(Stored data entries)
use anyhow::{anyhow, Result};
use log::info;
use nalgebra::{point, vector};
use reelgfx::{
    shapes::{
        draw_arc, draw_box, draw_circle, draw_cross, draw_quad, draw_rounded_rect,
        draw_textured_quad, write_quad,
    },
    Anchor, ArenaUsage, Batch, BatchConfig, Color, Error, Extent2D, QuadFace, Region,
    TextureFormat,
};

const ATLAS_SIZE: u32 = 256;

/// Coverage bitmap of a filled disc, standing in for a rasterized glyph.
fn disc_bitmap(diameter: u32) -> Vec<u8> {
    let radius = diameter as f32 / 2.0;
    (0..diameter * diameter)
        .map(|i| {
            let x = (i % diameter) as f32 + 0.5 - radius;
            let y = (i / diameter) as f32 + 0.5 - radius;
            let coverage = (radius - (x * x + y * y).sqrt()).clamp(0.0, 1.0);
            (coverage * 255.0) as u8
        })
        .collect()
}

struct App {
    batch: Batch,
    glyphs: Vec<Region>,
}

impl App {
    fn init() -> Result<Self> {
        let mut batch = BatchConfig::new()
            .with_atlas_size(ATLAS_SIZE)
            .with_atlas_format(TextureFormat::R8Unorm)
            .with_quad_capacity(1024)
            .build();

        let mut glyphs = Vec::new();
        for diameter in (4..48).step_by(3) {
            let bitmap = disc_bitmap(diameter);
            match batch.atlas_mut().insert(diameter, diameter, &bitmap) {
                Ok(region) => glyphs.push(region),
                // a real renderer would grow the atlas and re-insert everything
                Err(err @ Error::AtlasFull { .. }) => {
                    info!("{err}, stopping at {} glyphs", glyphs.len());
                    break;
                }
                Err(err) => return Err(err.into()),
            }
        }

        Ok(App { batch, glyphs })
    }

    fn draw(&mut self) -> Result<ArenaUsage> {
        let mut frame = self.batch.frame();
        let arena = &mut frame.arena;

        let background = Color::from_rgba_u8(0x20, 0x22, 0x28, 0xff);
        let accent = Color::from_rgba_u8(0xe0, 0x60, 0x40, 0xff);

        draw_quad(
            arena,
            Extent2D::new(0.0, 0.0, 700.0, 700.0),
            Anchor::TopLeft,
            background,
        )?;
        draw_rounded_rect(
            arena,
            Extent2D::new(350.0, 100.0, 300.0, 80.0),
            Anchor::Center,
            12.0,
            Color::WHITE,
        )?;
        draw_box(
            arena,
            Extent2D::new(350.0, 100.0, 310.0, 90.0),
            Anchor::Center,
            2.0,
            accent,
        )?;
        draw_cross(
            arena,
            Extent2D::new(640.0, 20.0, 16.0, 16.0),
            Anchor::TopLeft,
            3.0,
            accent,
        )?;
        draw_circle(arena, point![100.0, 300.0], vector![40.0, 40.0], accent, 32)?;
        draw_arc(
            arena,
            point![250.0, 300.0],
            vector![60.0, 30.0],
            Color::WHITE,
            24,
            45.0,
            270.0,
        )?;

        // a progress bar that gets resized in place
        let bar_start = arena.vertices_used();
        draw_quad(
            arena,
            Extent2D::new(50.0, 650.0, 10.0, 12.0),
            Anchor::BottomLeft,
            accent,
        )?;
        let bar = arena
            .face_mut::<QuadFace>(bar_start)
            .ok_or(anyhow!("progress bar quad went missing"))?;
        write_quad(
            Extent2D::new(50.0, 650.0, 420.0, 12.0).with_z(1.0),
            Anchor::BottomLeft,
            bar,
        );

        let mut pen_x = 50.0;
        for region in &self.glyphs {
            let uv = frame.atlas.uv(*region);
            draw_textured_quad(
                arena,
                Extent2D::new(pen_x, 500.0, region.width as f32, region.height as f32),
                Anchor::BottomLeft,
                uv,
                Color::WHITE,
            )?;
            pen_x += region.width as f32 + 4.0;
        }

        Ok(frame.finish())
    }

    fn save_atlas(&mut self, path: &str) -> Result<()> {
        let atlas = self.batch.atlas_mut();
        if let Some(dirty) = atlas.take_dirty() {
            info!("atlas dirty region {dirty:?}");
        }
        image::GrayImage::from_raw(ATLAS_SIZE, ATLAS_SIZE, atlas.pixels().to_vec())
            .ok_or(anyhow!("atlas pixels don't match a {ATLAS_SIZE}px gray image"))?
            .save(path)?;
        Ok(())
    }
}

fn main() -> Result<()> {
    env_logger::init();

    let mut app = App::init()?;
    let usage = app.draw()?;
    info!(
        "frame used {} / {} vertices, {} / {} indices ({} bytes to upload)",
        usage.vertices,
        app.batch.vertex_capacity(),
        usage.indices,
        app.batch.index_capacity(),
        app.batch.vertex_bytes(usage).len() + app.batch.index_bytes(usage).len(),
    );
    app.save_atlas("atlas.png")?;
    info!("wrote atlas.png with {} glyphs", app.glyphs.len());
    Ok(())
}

**What needs to be done**
Please copy the lines in the records above between the one holding "let mut pen_x = 50.0;" and the one holding "let usage = app.draw()?;", inclusive, exactly and with no other line.

**Written solution**
        let mut pen_x = 50.0;
        for region in &self.glyphs {
            let uv = frame.atlas.uv(*region);
            draw_textured_quad(
                arena,
                Extent2D::new(pen_x, 500.0, region.width as f32, region.height as f32),
                Anchor::BottomLeft,
                uv,
                Color::WHITE,
            )?;
            pen_x += region.width as f32 + 4.0;
        }

        Ok(frame.finish())
    }

    fn save_atlas(&mut self, path: &str) -> Result<()> {
        let atlas = self.batch.atlas_mut();
        if let Some(dirty) = atlas.take_dirty() {
            info!("atlas dirty region {dirty:?}");
        }
        image::GrayImage::from_raw(ATLAS_SIZE, ATLAS_SIZE, atlas.pixels().to_vec())
            .ok_or(anyhow!("atlas pixels don't match a {ATLAS_SIZE}px gray image"))?
            .save(path)?;
        Ok(())
    }
}

fn main() -> Result<()> {
    env_logger::init();

    let mut app = App::init()?;
    let usage = app.draw()?;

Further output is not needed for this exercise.